Stored items:

▬▬▬▬▬▬

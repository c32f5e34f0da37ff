//! Engagement-based ranking for the idea feed.
//!
//! `score = 0.3·views + 0.5·likes + 0.2·shares − 0.1·days_since_creation`
//!
//! Scores are computed per request over a bounded window of candidates and
//! never stored.

use chrono::{DateTime, Utc};
use serde::Serialize;
use utoipa::ToSchema;

use super::entities::Idea;

const VIEW_WEIGHT: f64 = 0.3;
const LIKE_WEIGHT: f64 = 0.5;
const SHARE_WEIGHT: f64 = 0.2;
const AGE_PENALTY_PER_DAY: f64 = 0.1;
const SECONDS_PER_DAY: f64 = 86_400.0;

pub fn trending_score(idea: &Idea, now: DateTime<Utc>) -> f64 {
    let age_days = (now - idea.created_at).num_milliseconds() as f64 / 1000.0 / SECONDS_PER_DAY;

    VIEW_WEIGHT * f64::from(idea.view_count)
        + LIKE_WEIGHT * f64::from(idea.like_count)
        + SHARE_WEIGHT * f64::from(idea.share_count)
        - AGE_PENALTY_PER_DAY * age_days
}

#[derive(Debug, Clone, PartialEq, Serialize, ToSchema)]
pub struct TrendingIdea {
    #[serde(flatten)]
    pub idea: Idea,
    pub trending_score: f64,
}

fn scored(ideas: Vec<Idea>, now: DateTime<Utc>) -> Vec<TrendingIdea> {
    ideas
        .into_iter()
        .map(|idea| TrendingIdea {
            trending_score: trending_score(&idea, now),
            idea,
        })
        .collect()
}

/// Highest score first. Equal scores keep their input order.
pub fn rank_by_trending(ideas: Vec<Idea>, now: DateTime<Utc>) -> Vec<TrendingIdea> {
    let mut ranked = scored(ideas, now);
    ranked.sort_by(|a, b| b.trending_score.total_cmp(&a.trending_score));
    ranked
}

/// Lowest score first. Equal scores still keep their input order.
pub fn rank_by_trending_ascending(ideas: Vec<Idea>, now: DateTime<Utc>) -> Vec<TrendingIdea> {
    let mut ranked = scored(ideas, now);
    ranked.sort_by(|a, b| a.trending_score.total_cmp(&b.trending_score));
    ranked
}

▬▬▬▬▬▬

**Task instructions:** Copy out all lines from the records where the word "ToSchema" appears.

**Response below:**
use utoipa::ToSchema;
#[derive(Debug, Clone, PartialEq, Serialize, ToSchema)]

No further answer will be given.